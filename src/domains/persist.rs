use crate::error::{ErrorContext, Result};
use chrono::{DateTime, Utc};
use serde::{Deserialize, Serialize};
use std::fs;
use std::io::Write;
use std::net::IpAddr;
use std::path::{Path, PathBuf};

#[derive(Debug, Clone, Default, PartialEq, Eq, Serialize, Deserialize)]
pub struct DomainsSnapshot {
    #[serde(default)]
    pub frozen: Vec<FrozenHost>,
    #[serde(default)]
    pub resolutions: Vec<ResolvedHost>,
}

#[derive(Debug, Clone, PartialEq, Eq, Serialize, Deserialize)]
pub struct FrozenHost {
    pub host: String,
    pub frozen_at: DateTime<Utc>,
    pub frozen_until: DateTime<Utc>,
}

#[derive(Debug, Clone, PartialEq, Eq, Serialize, Deserialize)]
pub struct ResolvedHost {
    pub host: String,
    pub addrs: Vec<IpAddr>,
    pub cached_at: DateTime<Utc>,
}

/// Where `DomainsManager::persist` writes to
pub trait PersistSink: Send + Sync {
    fn save(&self, snapshot: &DomainsSnapshot) -> Result<()>;

    /// `Ok(None)` when nothing was persisted yet
    fn load(&self) -> Result<Option<DomainsSnapshot>>;
}

/// JSON file sink; writes go to a temp file that is renamed over the target
#[derive(Debug, Clone)]
pub struct FilePersistSink {
    path: PathBuf,
}

impl FilePersistSink {
    pub fn new(path: impl AsRef<Path>) -> Self {
        Self {
            path: path.as_ref().to_path_buf(),
        }
    }

    pub fn path(&self) -> &Path {
        &self.path
    }
}

impl PersistSink for FilePersistSink {
    fn save(&self, snapshot: &DomainsSnapshot) -> Result<()> {
        if let Some(parent) = self.path.parent() {
            fs::create_dir_all(parent).context("Failed to create domain state directory")?;
        }
        let content = serde_json::to_vec_pretty(snapshot)?;
        write_atomically(&self.path, &content)
    }

    fn load(&self) -> Result<Option<DomainsSnapshot>> {
        if !self.path.exists() {
            return Ok(None);
        }
        let content = fs::read(&self.path).context("Failed to read domain state")?;
        Ok(Some(serde_json::from_slice(&content)?))
    }
}

/// Writes `content` next to `path` under a unique name, then renames it into place
pub(crate) fn write_atomically(path: &Path, content: &[u8]) -> Result<()> {
    let file_name = path
        .file_name()
        .map(|name| name.to_string_lossy().into_owned())
        .unwrap_or_default();
    let temp_path = path.with_file_name(format!(".{}.{}.tmp", file_name, uuid::Uuid::new_v4()));

    let result = (|| -> Result<()> {
        let mut file = fs::File::create(&temp_path)?;
        file.write_all(content)?;
        file.sync_all()?;
        fs::rename(&temp_path, path)?;
        Ok(())
    })();

    if result.is_err() {
        let _ = fs::remove_file(&temp_path);
    }
    result
}
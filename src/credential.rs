use base64::engine::general_purpose::URL_SAFE;
use base64::Engine;
use hmac::{Hmac, Mac};
use sha1::Sha1;
use std::fmt;

type HmacSha1 = Hmac<Sha1>;

/// Access/secret key pair used to sign upload tokens
#[derive(Clone)]
pub struct Credential {
    access_key: String,
    secret_key: String,
}

impl Credential {
    pub fn new(access_key: impl Into<String>, secret_key: impl Into<String>) -> Self {
        Self {
            access_key: access_key.into(),
            secret_key: secret_key.into(),
        }
    }

    pub fn access_key(&self) -> &str {
        &self.access_key
    }

    /// `access_key:urlsafe_b64(hmac_sha1(secret_key, data))`
    pub fn sign(&self, data: &[u8]) -> String {
        format!("{}:{}", self.access_key, self.digest(data))
    }

    /// Encodes `data`, then signs the encoded form.
    /// Returns `access_key:signature:encoded_data`.
    pub fn sign_with_data(&self, data: &[u8]) -> String {
        let encoded = URL_SAFE.encode(data);
        format!("{}:{}", self.sign(encoded.as_bytes()), encoded)
    }

    fn digest(&self, data: &[u8]) -> String {
        // HMAC accepts keys of any length
        let mut mac = match HmacSha1::new_from_slice(self.secret_key.as_bytes()) {
            Ok(mac) => mac,
            Err(_) => unreachable!("HMAC-SHA1 takes keys of any size"),
        };
        mac.update(data);
        URL_SAFE.encode(mac.finalize().into_bytes())
    }
}

impl fmt::Debug for Credential {
    fn fmt(&self, f: &mut fmt::Formatter<'_>) -> fmt::Result {
        f.debug_struct("Credential")
            .field("access_key", &self.access_key)
            .field("secret_key", &"<redacted>")
            .finish()
    }
}
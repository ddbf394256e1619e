use super::{
    classify_error_kind, classify_status, Body, HookError, Hooks, HttpCaller, Method, Request,
    Response, RetryStrategy,
};
use crate::config::Config;
use crate::domains::{DomainEntry, DomainsManager};
use crate::error::{HttpError, HttpErrorKind, Result, RetryKind, UploadError};
use crate::region::{Region, UpPurpose};
use crate::upload_token::UploadToken;
use crate::uplog::{UpType, UploadLogger, UplogRecord};
use std::sync::Arc;
use std::time::{Duration, Instant};
use tracing::{debug, warn};

/// Decides what happens to a host after a host-level failure
pub trait FreezePolicy: Send + Sync {
    fn on_host_failure(&self, domains: &DomainsManager, url: &str, error: &HttpError);
}

/// Freezes the host for a fixed duration
#[derive(Debug, Clone, Copy)]
pub struct DefaultFreezePolicy {
    duration: Duration,
}

impl DefaultFreezePolicy {
    pub fn new(duration: Duration) -> Self {
        Self { duration }
    }
}

impl FreezePolicy for DefaultFreezePolicy {
    fn on_host_failure(&self, domains: &DomainsManager, url: &str, error: &HttpError) {
        if error.retry_kind() == RetryKind::HostUnretryable {
            domains.freeze(url, self.duration);
        }
    }
}

/// A request without its host; the transport fills in the endpoint per attempt
#[derive(Debug, Clone)]
pub struct RequestTemplate {
    pub method: Method,
    /// Path and query, starting with `/`
    pub path: String,
    pub headers: Vec<(String, String)>,
    pub body: Body,
    pub purpose: UpPurpose,
    pub up_type: UpType,
    /// Size of the whole object, for the upload log
    pub total_size: u64,
    /// A 2xx response that is not JSON counts as a retryable failure
    pub expect_json: bool,
}

impl RequestTemplate {
    pub fn post(path: impl Into<String>, purpose: UpPurpose, up_type: UpType) -> Self {
        Self {
            method: Method::Post,
            path: path.into(),
            headers: Vec::new(),
            body: Body::Empty,
            purpose,
            up_type,
            total_size: 0,
            expect_json: true,
        }
    }

    pub fn header(mut self, name: impl Into<String>, value: impl Into<String>) -> Self {
        self.headers.push((name.into(), value.into()));
        self
    }

    pub fn body(mut self, body: Body) -> Self {
        self.body = body;
        self
    }

    pub fn total_size(mut self, size: u64) -> Self {
        self.total_size = size;
        self
    }

    fn to_request(&self, endpoint: &str) -> Request {
        let mut request = Request::new(
            self.method,
            format!("{}{}", endpoint.trim_end_matches('/'), self.path),
        )
        .body(self.body.clone());
        for (name, value) in &self.headers {
            request.set_header(name.clone(), value.clone());
        }
        request
    }
}

/// A successful exchange and the endpoint that served it
#[derive(Debug, Clone)]
pub struct Delivery {
    pub endpoint: String,
    pub response: Response,
}

/// Sends templates across regions and endpoints until one succeeds or the
/// retry budget runs out
pub struct RetryingTransport {
    caller: Arc<dyn HttpCaller>,
    domains: Arc<DomainsManager>,
    strategy: RetryStrategy,
    use_https: bool,
    url_resolution: bool,
    hooks: Hooks,
    freeze_policy: Arc<dyn FreezePolicy>,
    logger: Option<Arc<UploadLogger>>,
}

impl std::fmt::Debug for RetryingTransport {
    fn fmt(&self, f: &mut std::fmt::Formatter<'_>) -> std::fmt::Result {
        f.debug_struct("RetryingTransport")
            .field("strategy", &self.strategy)
            .field("use_https", &self.use_https)
            .field("url_resolution", &self.url_resolution)
            .field("hooks", &self.hooks)
            .field("logger", &self.logger)
            .finish()
    }
}

impl RetryingTransport {
    pub fn new(config: &Config, caller: Arc<dyn HttpCaller>, domains: Arc<DomainsManager>) -> Self {
        Self {
            caller,
            domains,
            strategy: RetryStrategy::new(config.retries(), config.retry_delay()),
            use_https: config.use_https(),
            url_resolution: config.url_resolution(),
            hooks: Hooks::default(),
            freeze_policy: Arc::new(DefaultFreezePolicy::new(config.domain_freeze_duration())),
            logger: None,
        }
    }

    pub fn hooks(mut self, hooks: Hooks) -> Self {
        self.hooks = hooks;
        self
    }

    pub fn freeze_policy(mut self, policy: Arc<dyn FreezePolicy>) -> Self {
        self.freeze_policy = policy;
        self
    }

    pub fn logger(mut self, logger: Option<Arc<UploadLogger>>) -> Self {
        self.logger = logger;
        self
    }

    pub fn caller(&self) -> &Arc<dyn HttpCaller> {
        &self.caller
    }

    pub fn domains(&self) -> &Arc<DomainsManager> {
        &self.domains
    }

    /// Tries each region in order, up to `retries + 1` attempts per region,
    /// rotating through the region's unfrozen endpoints.
    pub async fn send(
        &self,
        regions: &[Region],
        template: &RequestTemplate,
        token: Option<&UploadToken>,
    ) -> Result<Delivery> {
        let mut last_error: Option<UploadError> = None;

        'regions: for region in regions {
            let mut last_tried: Option<usize> = None;
            let mut attempt = 0usize;
            loop {
                let candidates = self.domains.candidates(region, template.purpose, self.use_https);
                if candidates.is_empty() {
                    debug!(region = region.id(), "Region has no endpoints");
                    continue 'regions;
                }
                let entry = next_candidate(&candidates, last_tried);
                let endpoint = entry.url.clone();
                last_tried = Some(entry.priority);

                let retry_kind = match self.exchange(template, &endpoint, attempt, token).await {
                    Ok(response) => return Ok(Delivery { endpoint, response }),
                    Err(Exchange::Unresolved(e)) => {
                        warn!(host = %endpoint, attempt = attempt, error = %e, "Skipping unresolvable endpoint");
                        last_error = Some(e);
                        RetryKind::Retryable
                    }
                    Err(Exchange::Failed(error)) => {
                        warn!(
                            host = %endpoint,
                            attempt = attempt,
                            retry_kind = ?error.retry_kind(),
                            error = %error,
                            "Upload request failed"
                        );
                        let retry_kind = error.retry_kind();
                        match retry_kind {
                            RetryKind::Unretryable => return Err(error.into()),
                            RetryKind::HostUnretryable => {
                                self.freeze_policy
                                    .on_host_failure(&self.domains, &endpoint, &error);
                            }
                            RetryKind::ZoneUnretryable => {
                                last_error = Some(error.into());
                                continue 'regions;
                            }
                            RetryKind::Retryable => {}
                        }
                        last_error = Some(error.into());
                        retry_kind
                    }
                };

                if !self.strategy.should_retry(attempt, retry_kind) {
                    continue 'regions;
                }
                attempt += 1;
                tokio::time::sleep(self.strategy.jittered_delay()).await;
            }
        }

        Err(last_error.unwrap_or_else(|| UploadError::EndpointUnresolved {
            host: String::new(),
            message: "no upload endpoints available".to_string(),
        }))
    }

    /// Resolves `endpoint` if needed, runs one attempt and writes it to the upload log
    async fn exchange(
        &self,
        template: &RequestTemplate,
        endpoint: &str,
        attempt: usize,
        token: Option<&UploadToken>,
    ) -> std::result::Result<Response, Exchange> {
        if self.url_resolution {
            self.domains
                .resolve(endpoint)
                .await
                .map_err(Exchange::Unresolved)?;
        }

        let started = Instant::now();
        let outcome = self.attempt(template, endpoint).await;
        self.record(template, endpoint, attempt, started, &outcome, token)
            .await;
        outcome.map_err(|error| Exchange::Failed(error.with_endpoint(endpoint.to_string())))
    }

    /// One exchange: hooks, the call itself, then status classification
    async fn attempt(
        &self,
        template: &RequestTemplate,
        endpoint: &str,
    ) -> std::result::Result<Response, HttpError> {
        let mut request = template.to_request(endpoint);
        self.hooks.run_before(&mut request).map_err(hook_failure)?;
        let mut response = self.caller.call(&request).await?;
        self.hooks
            .run_after(&request, &mut response)
            .map_err(hook_failure)?;

        if response.is_success() {
            if template.expect_json {
                if let Err(e) = serde_json::from_slice::<serde_json::Value>(&response.body) {
                    return Err(HttpError::new(
                        HttpErrorKind::Json(e.to_string()),
                        RetryKind::Retryable,
                    ));
                }
            }
            return Ok(response);
        }

        let status = response.status;
        let kind = if (300..400).contains(&status) {
            HttpErrorKind::UnexpectedRedirect {
                location: response.header("location").map(str::to_string),
            }
        } else {
            HttpErrorKind::ResponseStatusCode {
                status,
                message: response.error_message(),
            }
        };
        Err(HttpError::new(kind, classify_status(status)))
    }

    /// Appends the attempt to the upload log. Shipping, if due, runs detached.
    async fn record(
        &self,
        template: &RequestTemplate,
        endpoint: &str,
        attempt: usize,
        started: Instant,
        outcome: &std::result::Result<Response, HttpError>,
        token: Option<&UploadToken>,
    ) {
        let Some(logger) = &self.logger else {
            return;
        };
        let mut record = UplogRecord::new(template.up_type, endpoint);
        record.duration_ms = started.elapsed().as_millis() as u64;
        record.retry_count = attempt;
        record.total_size = template.total_size;
        record = match outcome {
            Ok(response) => {
                record.status_code = Some(response.status);
                record.bytes_sent = template.body.len();
                record
            }
            Err(error) => {
                if error.status_code().is_some() {
                    record.bytes_sent = template.body.len();
                }
                record.with_error(error)
            }
        };
        logger.log(&record, token).await;
    }
}

enum Exchange {
    Unresolved(UploadError),
    Failed(HttpError),
}

/// The first candidate after the one tried last, wrapping around
fn next_candidate(candidates: &[DomainEntry], last_tried: Option<usize>) -> &DomainEntry {
    last_tried
        .and_then(|last| candidates.iter().find(|entry| entry.priority > last))
        .unwrap_or(&candidates[0])
}

fn hook_failure(error: HookError) -> HttpError {
    let kind = error.into_kind();
    let retry_kind = classify_error_kind(&kind);
    HttpError::new(kind, retry_kind)
}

============================================================

= DESCRIPTION OF THE TASK =
Where does "retries" appear in the listing? Show every line that has it.

= ANSWER FOR THIS EXERCISE =
            strategy: RetryStrategy::new(config.retries(), config.retry_delay()),
    /// Tries each region in order, up to `retries + 1` attempts per region,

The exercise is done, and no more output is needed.